**Data extracts**

★ ★ ★ ★ ★

//! Borrowed views over one fixed-size block of PCM frames.
//!
//! A frame block is a contiguous run of `frame_count × channels` samples in
//! a single [`SampleFormat`]. Blocks are ephemeral: offline streams own them
//! for one loop iteration, online streams borrow them from the driver for
//! the duration of one callback. Neither view may be retained beyond the
//! call it was handed to.

use crate::format::SampleFormat;

/// A typed PCM sample that can back a frame-block view.
///
/// Implemented for the machine types that map 1:1 onto a [`SampleFormat`].
/// `S24` is packed and has no typed view; use byte access for it.
pub trait Sample: bytemuck::Pod {
    /// The sample format this type represents.
    const FORMAT: SampleFormat;
}

impl Sample for u8 {
    const FORMAT: SampleFormat = SampleFormat::U8;
}

impl Sample for i16 {
    const FORMAT: SampleFormat = SampleFormat::S16;
}

impl Sample for i32 {
    const FORMAT: SampleFormat = SampleFormat::S32;
}

impl Sample for f32 {
    const FORMAT: SampleFormat = SampleFormat::F32;
}

/// An immutable view over one block of interleaved PCM frames.
#[derive(Debug)]
pub struct Frames<'a> {
    bytes: &'a [u8],
    format: SampleFormat,
    channels: u16,
}

impl<'a> Frames<'a> {
    /// Wraps raw interleaved sample bytes in a frame view.
    ///
    /// The byte length must be a multiple of the frame size. For typed
    /// access via [`samples`](Self::samples) the buffer must also be aligned
    /// for the sample type; buffers allocated by this crate always are.
    #[must_use]
    pub fn wrap(bytes: &'a [u8], format: SampleFormat, channels: u16) -> Self {
        Self {
            bytes,
            format,
            channels,
        }
    }

    /// Returns the sample format of this block.
    #[must_use]
    pub fn format(&self) -> SampleFormat {
        self.format
    }

    /// Returns the channel count of this block.
    #[must_use]
    pub fn channels(&self) -> u16 {
        self.channels
    }

    /// Returns the number of frames in this block.
    #[must_use]
    pub fn frame_count(&self) -> usize {
        let bpf = self.format.bytes_per_frame(self.channels);
        if bpf == 0 {
            return 0;
        }
        self.bytes.len() / bpf
    }

    /// Returns the raw interleaved sample bytes.
    #[must_use]
    pub fn as_bytes(&self) -> &[u8] {
        self.bytes
    }

    /// Returns the block as a typed sample slice.
    ///
    /// # Panics
    ///
    /// Panics if `T` does not match the block's format, or if the underlying
    /// buffer is not aligned for `T` (never the case for buffers allocated
    /// by this crate).
    #[must_use]
    pub fn samples<T: Sample>(&self) -> &[T] {
        assert_eq!(
            T::FORMAT,
            self.format,
            "typed view {} requested for a {} block",
            T::FORMAT,
            self.format
        );
        match bytemuck::try_cast_slice(self.bytes) {
            Ok(slice) => slice,
            Err(err) => panic!("frame block not viewable as {}: {err}", T::FORMAT),
        }
    }
}

/// A mutable view over one block of interleaved PCM frames.
#[derive(Debug)]
pub struct FramesMut<'a> {
    bytes: &'a mut [u8],
    format: SampleFormat,
    channels: u16,
}

impl<'a> FramesMut<'a> {
    /// Wraps raw interleaved sample bytes in a mutable frame view.
    ///
    /// See [`Frames::wrap`] for the length and alignment expectations.
    #[must_use]
    pub fn wrap(bytes: &'a mut [u8], format: SampleFormat, channels: u16) -> Self {
        Self {
            bytes,
            format,
            channels,
        }
    }

    /// Returns the sample format of this block.
    #[must_use]
    pub fn format(&self) -> SampleFormat {
        self.format
    }

    /// Returns the channel count of this block.
    #[must_use]
    pub fn channels(&self) -> u16 {
        self.channels
    }

    /// Returns the number of frames in this block.
    #[must_use]
    pub fn frame_count(&self) -> usize {
        let bpf = self.format.bytes_per_frame(self.channels);
        if bpf == 0 {
            return 0;
        }
        self.bytes.len() / bpf
    }

    /// Returns the raw interleaved sample bytes.
    #[must_use]
    pub fn as_bytes(&self) -> &[u8] {
        self.bytes
    }

    /// Returns the raw interleaved sample bytes, mutably.
    pub fn as_bytes_mut(&mut self) -> &mut [u8] {
        self.bytes
    }

    /// Fills the block with silence (zero bytes; for `U8` this is a DC
    /// offset below the bias point, matching the zero-fill convention used
    /// by the source adapter).
    pub fn silence(&mut self) {
        self.bytes.fill(0);
    }

    /// Returns the block as a typed sample slice.
    ///
    /// # Panics
    ///
    /// Same conditions as [`Frames::samples`].
    #[must_use]
    pub fn samples<T: Sample>(&self) -> &[T] {
        assert_eq!(
            T::FORMAT,
            self.format,
            "typed view {} requested for a {} block",
            T::FORMAT,
            self.format
        );
        match bytemuck::try_cast_slice(self.bytes) {
            Ok(slice) => slice,
            Err(err) => panic!("frame block not viewable as {}: {err}", T::FORMAT),
        }
    }

    /// Returns the block as a mutable typed sample slice.
    ///
    /// # Panics
    ///
    /// Same conditions as [`Frames::samples`].
    pub fn samples_mut<T: Sample>(&mut self) -> &mut [T] {
        assert_eq!(
            T::FORMAT,
            self.format,
            "typed view {} requested for a {} block",
            T::FORMAT,
            self.format
        );
        match bytemuck::try_cast_slice_mut(self.bytes) {
            Ok(slice) => slice,
            Err(err) => panic!("frame block not viewable as {}: {err}", T::FORMAT),
        }
    }
}

/// An owned, 8-byte-aligned byte buffer for one frame block.
///
/// `Vec<u8>` gives no alignment guarantee, which would make the typed views
/// above fall over for `i16`/`i32`/`f32` blocks. Backing the buffer with
/// `u64` words keeps every supported sample type aligned.
#[derive(Debug, Clone)]
pub(crate) struct BlockBuf {
    words: Vec<u64>,
    len: usize,
}

impl BlockBuf {
    /// Allocates a zeroed block of `len` bytes.
    pub(crate) fn zeroed(len: usize) -> Self {
        Self {
            words: vec![0u64; len.div_ceil(8)],
            len,
        }
    }

    pub(crate) fn as_bytes(&self) -> &[u8] {
        &bytemuck::cast_slice(&self.words)[..self.len]
    }

    pub(crate) fn as_bytes_mut(&mut self) -> &mut [u8] {
        &mut bytemuck::cast_slice_mut(&mut self.words)[..self.len]
    }
}

#[cfg(test)]
mod tests {
    use super::*;

    #[test]
    fn test_frame_count() {
        let mut buf = BlockBuf::zeroed(4 * 2 * 128);
        let frames = Frames::wrap(buf.as_bytes(), SampleFormat::F32, 2);
        assert_eq!(frames.frame_count(), 128);

        let frames_mut = FramesMut::wrap(buf.as_bytes_mut(), SampleFormat::F32, 2);
        assert_eq!(frames_mut.frame_count(), 128);
    }

    #[test]
    fn test_typed_view_roundtrip() {
        let mut buf = BlockBuf::zeroed(2 * 4);
        let mut frames = FramesMut::wrap(buf.as_bytes_mut(), SampleFormat::S16, 1);

        frames.samples_mut::<i16>().copy_from_slice(&[1, -2, 3, -4]);
        assert_eq!(frames.samples::<i16>(), &[1, -2, 3, -4]);

        let read_only = Frames::wrap(buf.as_bytes(), SampleFormat::S16, 1);
        assert_eq!(read_only.samples::<i16>(), &[1, -2, 3, -4]);
    }

    #[test]
    #[should_panic(expected = "typed view")]
    fn test_typed_view_format_mismatch_panics() {
        let buf = BlockBuf::zeroed(8);
        let frames = Frames::wrap(buf.as_bytes(), SampleFormat::F32, 1);
        let _ = frames.samples::<i16>();
    }

    #[test]
    fn test_silence() {
        let mut buf = BlockBuf::zeroed(8);
        buf.as_bytes_mut().fill(0xFF);
        let mut frames = FramesMut::wrap(buf.as_bytes_mut(), SampleFormat::S16, 1);
        frames.silence();
        assert!(frames.as_bytes().iter().all(|&b| b == 0));
    }

    #[test]
    fn test_s24_byte_access() {
        let mut buf = BlockBuf::zeroed(6);
        let frames = FramesMut::wrap(buf.as_bytes_mut(), SampleFormat::S24, 1);
        assert_eq!(frames.frame_count(), 2);
        assert_eq!(frames.as_bytes().len(), 6);
    }

    #[test]
    fn test_block_buf_odd_length() {
        let buf = BlockBuf::zeroed(7);
        assert_eq!(buf.as_bytes().len(), 7);
    }
}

★ ★ ★ ★ ★

**Assignment**
Scan the data above line by line. Please say how many lines hold the word "aligned", and give only that number.

**Exercise response**
4